Am Ende hatte er mehr als 13 Millionen Euro beiseite geschafft. Auf den Vorstandssitzungen 2010 und 2011 wurden zwar kritische Fragen gestellt, wofür die Nicht-mehr-Partei ihre Millionen ausgebe, doch Lusi erreichte stets die Absegnung seiner Zahlen.
Schließlich war es auch nur ein Tipp der Banca dItalia an die Finanzbehörden, der Lusi ein Ermittlungsverfahren wegen Unterschlagung einbrachte. Der erklärte daraufhin, er übernehme "die Verantwortung für alles – und alle": eine kaum verhüllte Drohung an Parteifreunde, die womöglich ebenfalls von dem Geldsegen etwas abbekommen haben. Die Partito Democratico reagierte sofort mit dem Ausschluss Lusis aus der Senatsfraktion und der Partei. Lusi bietet nun an, er könne fünf Millionen zurückerstatten, der Rest sei weg.

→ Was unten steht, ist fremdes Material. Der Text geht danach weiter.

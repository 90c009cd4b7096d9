//! LDAP-style attribute filter expressions.
//!
//! The grammar is the familiar parenthesized prefix form:
//!
//! ```text
//! filter     = "(" filtercomp ")"
//! filtercomp = "&" filter*          ; all children match ((&) matches everything)
//!            | "|" filter*          ; any child matches
//!            | "!" filter           ; child does not match
//!            | item
//! item       = key "=" pattern      ; pattern may contain "*" wildcards;
//!                                   ; a lone "*" tests presence
//! ```
//!
//! Expressions are parsed once, at specification construction time; a
//! malformed expression is rejected there with a position-bearing
//! [`SpecError::InvalidFilter`]. Evaluation is total: values that are not
//! scalars (or arrays of scalars) simply never match.

use serde_json::Value;

use crate::domain::Metadata;
use crate::error::{SpecError, SpecResult};

/// A parsed filter expression tree.
#[derive(Debug, Clone, PartialEq)]
pub(crate) enum FilterExpr {
    /// All children match; empty matches everything.
    And(Vec<FilterExpr>),
    /// At least one child matches; empty matches nothing.
    Or(Vec<FilterExpr>),
    /// The child does not match.
    Not(Box<FilterExpr>),
    /// The key is present with any value.
    Present(String),
    /// The key's value matches a pattern (with `*` wildcards).
    Equals(String, String),
}

impl FilterExpr {
    /// Parses a filter expression, rejecting malformed input.
    pub(crate) fn parse(expression: &str) -> SpecResult<Self> {
        let bytes = expression.as_bytes();
        let mut parser = Parser {
            expression,
            bytes,
            position: 0,
        };
        let expr = parser.parse_filter()?;
        parser.skip_whitespace();
        if parser.position != bytes.len() {
            return Err(parser.error("trailing characters after filter"));
        }
        Ok(expr)
    }

    /// Evaluates this expression against metadata. Total; never fails.
    pub(crate) fn matches(&self, metadata: &Metadata) -> bool {
        match self {
            Self::And(children) => children.iter().all(|c| c.matches(metadata)),
            Self::Or(children) => children.iter().any(|c| c.matches(metadata)),
            Self::Not(child) => !child.matches(metadata),
            Self::Present(key) => metadata.contains_key(key),
            Self::Equals(key, pattern) => match metadata.get(key) {
                Some(value) => value_matches(value, pattern),
                None => false,
            },
        }
    }
}

/// Matches a metadata value against a pattern. Arrays match if any element
/// does; objects and null never match.
fn value_matches(value: &Value, pattern: &str) -> bool {
    match value {
        Value::String(text) => wildcard_match(pattern, text),
        Value::Number(n) => wildcard_match(pattern, &n.to_string()),
        Value::Bool(b) => wildcard_match(pattern, if *b { "true" } else { "false" }),
        Value::Array(items) => items.iter().any(|item| value_matches(item, pattern)),
        Value::Null | Value::Object(_) => false,
    }
}

/// Substring matching with `*` wildcards, anchored at both ends.
fn wildcard_match(pattern: &str, text: &str) -> bool {
    if !pattern.contains('*') {
        return pattern == text;
    }
    let parts: Vec<&str> = pattern.split('*').collect();

    let first = parts[0];
    let last = parts[parts.len() - 1];
    if !text.starts_with(first) {
        return false;
    }
    let mut rest = &text[first.len()..];

    for part in &parts[1..parts.len() - 1] {
        if part.is_empty() {
            continue;
        }
        match rest.find(part) {
            Some(index) => rest = &rest[index + part.len()..],
            None => return false,
        }
    }

    last.is_empty() || rest.ends_with(last)
}

// =============================================================================
// Parser
// =============================================================================

struct Parser<'a> {
    expression: &'a str,
    bytes: &'a [u8],
    position: usize,
}

impl<'a> Parser<'a> {
    fn error(&self, reason: impl Into<String>) -> SpecError {
        SpecError::InvalidFilter {
            expression: self.expression.to_string(),
            position: self.position,
            reason: reason.into(),
        }
    }

    fn skip_whitespace(&mut self) {
        while self.position < self.bytes.len() && self.bytes[self.position].is_ascii_whitespace() {
            self.position += 1;
        }
    }

    fn peek(&self) -> Option<u8> {
        self.bytes.get(self.position).copied()
    }

    fn expect(&mut self, expected: u8) -> SpecResult<()> {
        if self.peek() == Some(expected) {
            self.position += 1;
            Ok(())
        } else {
            Err(self.error(format!("expected `{}`", expected as char)))
        }
    }

    fn parse_filter(&mut self) -> SpecResult<FilterExpr> {
        self.skip_whitespace();
        self.expect(b'(')?;
        let expr = match self.peek() {
            Some(b'&') => {
                self.position += 1;
                FilterExpr::And(self.parse_filter_list()?)
            }
            Some(b'|') => {
                self.position += 1;
                FilterExpr::Or(self.parse_filter_list()?)
            }
            Some(b'!') => {
                self.position += 1;
                FilterExpr::Not(Box::new(self.parse_filter()?))
            }
            Some(_) => self.parse_item()?,
            None => return Err(self.error("unexpected end of expression")),
        };
        self.skip_whitespace();
        self.expect(b')')?;
        Ok(expr)
    }

    fn parse_filter_list(&mut self) -> SpecResult<Vec<FilterExpr>> {
        let mut children = Vec::new();
        loop {
            self.skip_whitespace();
            match self.peek() {
                Some(b'(') => children.push(self.parse_filter()?),
                Some(b')') => return Ok(children),
                Some(other) => {
                    return Err(self.error(format!("expected `(` or `)`, found `{}`", other as char)));
                }
                None => return Err(self.error("unexpected end of expression")),
            }
        }
    }

    fn parse_item(&mut self) -> SpecResult<FilterExpr> {
        let key_start = self.position;
        while let Some(b) = self.peek() {
            if b == b'=' || b == b')' || b == b'(' {
                break;
            }
            self.position += 1;
        }
        let key = self.expression[key_start..self.position].trim();
        if key.is_empty() {
            return Err(self.error("empty attribute key"));
        }
        self.expect(b'=')?;

        let value_start = self.position;
        while let Some(b) = self.peek() {
            if b == b')' || b == b'(' {
                break;
            }
            self.position += 1;
        }
        if self.peek() == Some(b'(') {
            return Err(self.error("`(` not allowed in attribute value"));
        }
        let value = &self.expression[value_start..self.position];

        if value == "*" {
            Ok(FilterExpr::Present(key.to_string()))
        } else {
            Ok(FilterExpr::Equals(key.to_string(), value.to_string()))
        }
    }
}
//! Properties bytes → dictionary.

use conflux_core::adapter::{Adapted, Adapter};
use conflux_core::domain::{ConfigDictionary, Metadata};
use conflux_core::error::{AdaptError, AdaptResult, SpecResult};
use conflux_core::payload::Payload;
use conflux_core::spec::{AllOf, FilterSpec, Specification, TypeSpec};

const ID: &str = "basic.properties";

/// Converts raw bytes in properties format (`key=value` lines) into a
/// [`ConfigDictionary`].
///
/// Accepts byte payloads whose metadata carries a properties mime type
/// (`extension/properties` or `extension/cfg`). Keys keep file order.
///
/// The format is deliberately forgiving: blank lines and `#`/`!` comments
/// are skipped, `=` and `:` both separate key from value, and a line
/// without a separator becomes a key with an empty value.
pub struct PropertiesAdapter {
    spec: AllOf,
}

impl PropertiesAdapter {
    /// Creates the properties adapter.
    pub fn new() -> SpecResult<Self> {
        let spec = AllOf::new()
            .with(TypeSpec::of::<Vec<u8>>())
            .with(FilterSpec::parse(
                "(|(config.mime=extension/properties)(config.mime=extension/cfg))",
            )?);
        Ok(Self { spec })
    }
}

impl Adapter for PropertiesAdapter {
    fn id(&self) -> &str {
        ID
    }

    fn specification(&self) -> &dyn Specification {
        &self.spec
    }

    fn adapt(&self, payload: &Payload, _metadata: &Metadata) -> AdaptResult<Adapted> {
        let bytes = payload.downcast_ref::<Vec<u8>>().cloned().unwrap_or_default();
        let text = String::from_utf8(bytes).map_err(|e| AdaptError::AdapterFailed {
            adapter: ID.to_string(),
            reason: format!("payload is not valid UTF-8: {e}"),
        })?;

        let mut dictionary = ConfigDictionary::new();
        for line in text.lines() {
            let line = line.trim();
            if line.is_empty() || line.starts_with('#') || line.starts_with('!') {
                continue;
            }
            match line.split_once(['=', ':']) {
                Some((key, value)) => dictionary.insert(key.trim(), value.trim()),
                None => dictionary.insert(line, ""),
            }
        }

        Ok(Adapted::new(Payload::new(dictionary)))
    }
}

Doch mit dem Ausschluss Lusis ist der politische Schaden für die PD kaum zu beheben. Die Anti-Berlusconi-Partei wettert seit Monaten gegen "populistische" Kritiker wie die Tageszeitung Il Fatto Quotidiano, die in rüden Tönen die Selbstbedienungsmentalität von Parteien und Politikern geißeln.
Großzügige Alimentierung
Doch auch die PD war dabei, wenn die Alimentierung der Parteien großzügig ausgebaut wurde, ohne dass wirksame staatliche oder interne Kontrollmechanismen existierten. So hatten die Wähler zwar in einem Referendum 1993 die Abschaffung der staatlichen Parteienfinanzierung beschlossen – doch die Parteien ersetzten sie durch das neue Instrument "Wahlkampfkostenerstattung", auch wenn sie oft nur ein Zehntel der ihnen gewährten Mittel für ihre Kampagnen ausgaben.
In den letzten 19 Jahren verzehnfachte sich dieser Haushaltstitel auf 2,2 Milliarden Euro. Und 2006 beschloss das Parlament, dass Wahlkampfkosten auch dann über volle fünf Jahre erstattet werden, wenn eine Legislaturperiode vorzeitig endet. Das war schon 2008 der Fall: Romano Prodi stürzte, es kamen Neuwahlen – und in den Jahren 2008-2011 durften sich die Parteien über doppelte "Kostenerstattung" freuen. Unter ihnen waren auch jene Parteien, die – wie die Margherita und die Linksdemokraten – nur noch als juristische Hülle existierten.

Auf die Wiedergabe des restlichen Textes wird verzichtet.